Друзей у него быть не может, он и не надеялся. Прежде был один друг, и его мать, живая, улыбнулась, закрывая дверь, – то было последнее мгновение привычной жизни. А уже глядя в темное окно, спиной к кровати и лежащим на ней телам, он знал, что дружбы больше не будет. С тех пор он ступил на мрачную, одинокую стезю, один навсегда.
Впрочем, его однокашники ничего этого не знали и не относились к нему, подобно тете, как к какой-нибудь мокрице. То были воспитанные в Христовой вере юноши, и они как ни в чем не бывало брали его с собой на прогулки посмотреть Адрианов вал или святилища богу Митре. Звали выпить кофе или какао после ужина, а потом интересовались его мнением по духовно-нравственным вопросам: о безбрачии духовенства (среди них были приверженцы дореформационных традиций), о природе греха, об истинности воскресения. И он обнаружил одну странность: говорил он мало, но, когда говорил, гул голосов всегда стихал, лица обращались к нему, как раскрывающиеся цветы, глаза распахивались. Внимательное безмолвие – ему нравилось его слышать. Он был силой, действующей в пространстве между своим разумом, своим голосом и теми, кто слушал. В этом наэлектризованном эфире впервые он ощутил роковое счастье.
Таким же счастьем было чтение. Какое-то время – по меньшей мере год он пытался восстановить в своей поврежденной памяти образы тех давно канувших в Лету размеренных дней, – какое-то время он был прилежным, даже выдающимся студентом. Много времени проводил в библиотеке, меж книг, оставшихся потомкам от монахов и богословов, и с гордостью читал и по-английски, и на латыни. Он писал вдумчивые сочинения по вопросам вероучения и истории христианской веры – сочинения, которые впоследствии ему было велено сжечь и развеять по ветру, но которые дарили ему, вспоминал он с тревожным содроганием, чувство порядка, принадлежности к общине, многоголосия, сливающегося в хор языков и гармонию звуков. Перо его носилось по листам тетрадей, и казалось, что и библиотека, и даже то, что снаружи, пребывает в равновесии, суть части божественного и человеческого миропорядка. В те дни он читал Беду Достопочтенного. Его сокурсники романтически благоговели перед великими людьми, которые работали, или умерли, или похоронены в тех святых местах. Надгробие Беды, простое и черное, находилось в Галилейской часовне собора. Haec sunt in fossa, Bedae venerabilis ossa[35]. Где-то у Беды он встретил образ воробья, влетавшего из тьмы в освещенную комнату, а затем – обратно в ночь. Образ его тронул.
И слышен глас: Адеодат!
Данный Богом. Это о нем? Это он – дар Бога людям, призванный стать Его служителем?
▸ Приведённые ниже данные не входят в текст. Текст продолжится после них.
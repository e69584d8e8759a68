//! High-level stack operations.
//!
//! [`StackDriver`] binds a located runtime to one compose file and wraps
//! the handful of operations the deploy flow needs: build, detached start,
//! teardown, status, log tailing, startup polling, and in-container
//! environment inspection.

use std::path::PathBuf;
use std::time::Duration;

use tokio::time::Instant;
use tracing::debug;

use crate::descriptor::ComposeFile;
use crate::error::{ComposeError, ComposeResult};
use crate::runtime::{CommandOutput, ComposeCli, ComposeCommand, ComposeRunner};
use crate::status::{parse_ps_json, parse_ps_table, ServiceStatus};

/// Poll interval while waiting for services to come up.
const POLL_INTERVAL: Duration = Duration::from_secs(2);

/// Driver for one deployed stack.
#[derive(Debug, Clone)]
pub struct StackDriver {
    runner: ComposeRunner,
    file: PathBuf,
    project: String,
    /// `(service, container)` pairs from the descriptor, used to read the
    /// standalone flavor's plain-text status table.
    services: Vec<(String, String)>,
}

impl StackDriver {
    /// Bind a driver to a compose file and its services.
    pub fn new(
        cli: ComposeCli,
        file: impl Into<PathBuf>,
        project: impl Into<String>,
        compose: &ComposeFile,
    ) -> Self {
        let project = project.into();
        let services = compose
            .services
            .iter()
            .map(|(name, service)| {
                (name.clone(), service.resolved_container_name(&project, name))
            })
            .collect();
        Self {
            runner: ComposeRunner::new(cli),
            file: file.into(),
            project,
            services,
        }
    }

    /// Set a time budget applied to every wrapped invocation.
    pub fn with_timeout(mut self, timeout: Duration) -> Self {
        self.runner = self.runner.with_timeout(timeout);
        self
    }

    pub fn project(&self) -> &str {
        &self.project
    }

    /// Container name bound to a service, if the service exists.
    pub fn container_for(&self, service: &str) -> Option<&str> {
        self.services
            .iter()
            .find(|(name, _)| name == service)
            .map(|(_, container)| container.as_str())
    }

    fn invocation(&self, subcommand: &str) -> ComposeCommand {
        ComposeCommand::new(&self.file, subcommand).project(self.project.as_str())
    }

    /// Build all service images, streaming build output to the operator.
    pub async fn build(&self) -> ComposeResult<()> {
        self.runner.run_streamed(&self.invocation("build")).await
    }

    /// Start the stack detached, streaming creation output.
    pub async fn up_detached(&self) -> ComposeResult<()> {
        self.runner
            .run_streamed(&self.invocation("up").arg("-d"))
            .await
    }

    /// Stop and remove the stack, streaming teardown output.
    pub async fn down(&self) -> ComposeResult<()> {
        self.runner.run_streamed(&self.invocation("down")).await
    }

    /// Status of every container in the stack, stopped ones included.
    pub async fn ps(&self) -> ComposeResult<Vec<ServiceStatus>> {
        if self.runner.cli().flavor().supports_json_ps() {
            let output = self
                .runner
                .run(&self.invocation("ps").args(["-a", "--format", "json"]))
                .await?;
            log_runtime_chatter("ps", &output);
            parse_ps_json(&output.stdout)
        } else {
            let output = self.runner.run(&self.invocation("ps")).await?;
            log_runtime_chatter("ps", &output);
            Ok(parse_ps_table(&output.stdout, &self.services))
        }
    }

    /// Poll until every named service reports Up, or the budget lapses.
    ///
    /// # Errors
    ///
    /// Returns [`ComposeError::ServiceNotUp`] naming the first service
    /// still not up when the budget lapses.
    pub async fn await_up(
        &self,
        services: &[String],
        budget: Duration,
    ) -> ComposeResult<Vec<ServiceStatus>> {
        let deadline = Instant::now() + budget;
        loop {
            let statuses = self.ps().await?;
            let down = services.iter().find(|name| {
                !statuses
                    .iter()
                    .any(|status| status.service == **name && status.is_up())
            });
            match down {
                None => return Ok(statuses),
                Some(name) => {
                    let now = Instant::now();
                    if now >= deadline {
                        return Err(ComposeError::ServiceNotUp(name.clone()));
                    }
                    debug!(service = %name, "service not up yet, polling again");
                    tokio::time::sleep(POLL_INTERVAL.min(deadline - now)).await;
                }
            }
        }
    }

    /// Tail logs to the operator's terminal.
    pub async fn logs(&self, service: Option<&str>, tail: u32) -> ComposeResult<()> {
        let mut invocation = self
            .invocation("logs")
            .arg("--tail")
            .arg(tail.to_string());
        if let Some(service) = service {
            invocation = invocation.arg(service);
        }
        self.runner.run_streamed(&invocation).await
    }

    /// Capture recent logs, for the failure report after a bad startup.
    pub async fn logs_captured(&self, service: Option<&str>, tail: u32) -> ComposeResult<String> {
        let mut invocation = self
            .invocation("logs")
            .arg("--no-color")
            .arg("--tail")
            .arg(tail.to_string());
        if let Some(service) = service {
            invocation = invocation.arg(service);
        }
        let output = self.runner.run(&invocation).await?;
        log_runtime_chatter("logs", &output);
        Ok(output.stdout)
    }

    /// Environment listing of a running service's container, via
    /// `exec -T <service> env`.
    pub async fn service_env(&self, service: &str) -> ComposeResult<Vec<(String, String)>> {
        let output = self
            .runner
            .run(&self.invocation("exec").args(["-T", service, "env"]))
            .await?;
        log_runtime_chatter("exec", &output);
        Ok(parse_env_listing(&output.stdout))
    }
}

/// Compose writes progress and warnings to stderr even on success; keep
/// that visible at debug level.
fn log_runtime_chatter(subcommand: &str, output: &CommandOutput) {
    let chatter = output.stderr.trim_end();
    if !chatter.is_empty() {
        debug!(subcommand, stderr = %chatter, "compose wrote to stderr");
    }
}

/// Parse `env(1)` output into pairs, skipping anything that is not
/// `KEY=VALUE` (multi-line values print continuation lines without `=`).
fn parse_env_listing(raw: &str) -> Vec<(String, String)> {
    raw.lines()
        .filter_map(|line| line.split_once('='))
        .map(|(key, value)| (key.to_string(), value.to_string()))
        .collect()
}

#[cfg(test)]
mod tests {
    use super::*;
    use crate::runtime::ComposeFlavor;

    fn stack_driver() -> StackDriver {
        let compose = ComposeFile::parse(
            "services:\n  api:\n    image: mpt\n    container_name: moneyprinterturbo-api\n  webui:\n    image: mpt\n",
        )
        .unwrap();
        StackDriver::new(
            ComposeCli::with_program("/usr/bin/docker", ComposeFlavor::DockerPlugin),
            "docker-compose.yml",
            "moneyprinterturbo",
            &compose,
        )
    }

    #[test]
    fn binds_container_names_from_descriptor() {
        let driver = stack_driver();
        assert_eq!(driver.container_for("api"), Some("moneyprinterturbo-api"));
        assert_eq!(
            driver.container_for("webui"),
            Some("moneyprinterturbo-webui-1")
        );
        assert_eq!(driver.container_for("ghost"), None);
    }

    #[test]
    fn env_listing_parses_pairs_and_skips_continuations() {
        let raw = "PATH=/usr/bin\nOPENAI_API_KEY=sk-test-123456\nMULTILINE first\nHOME=/root\n";
        let env = parse_env_listing(raw);
        assert_eq!(env.len(), 3);
        assert!(env
            .iter()
            .any(|(k, v)| k == "OPENAI_API_KEY" && v == "sk-test-123456"));
    }

    #[tokio::test]
    async fn await_up_surfaces_runtime_errors() {
        let compose = ComposeFile::parse("services:\n  api:\n    image: mpt\n").unwrap();
        let driver = StackDriver::new(
            ComposeCli::with_program("/nonexistent/compose-binary", ComposeFlavor::Standalone),
            "docker-compose.yml",
            "mpt",
            &compose,
        );
        let err = driver
            .await_up(&["api".to_string()], Duration::from_millis(10))
            .await
            .unwrap_err();
        // The runtime itself is unreachable, which surfaces before the poll loop retries.
        assert!(matches!(err, ComposeError::Io(_)));
    }
}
Лишь потом он узнал, что так звали сына Блаженного Августина, погибшего в возрасте пятнадцати лет. Вместе с ним почтенный монах писал «Беседы души с Богом». Мужчина в лечебнице «Седар маунт» держал под кроватью две книги, испещренные пометками. «Страх и трепет» Сёрена Кьеркегора и «Исповедь» Блаженного Августина. В обеих книгах страницы были густо испещрены его собственными записями. И тогда, и теперь ему казалось, что обе книги – таинственные послания, адресованные лично ему, двусмысленно назначенные для его спасения и его гибели. Обе книги ему посоветовал прочесть его наставник и преподаватель доктор Джон Бёрджесс, которого все называли отцом Бёрджессом.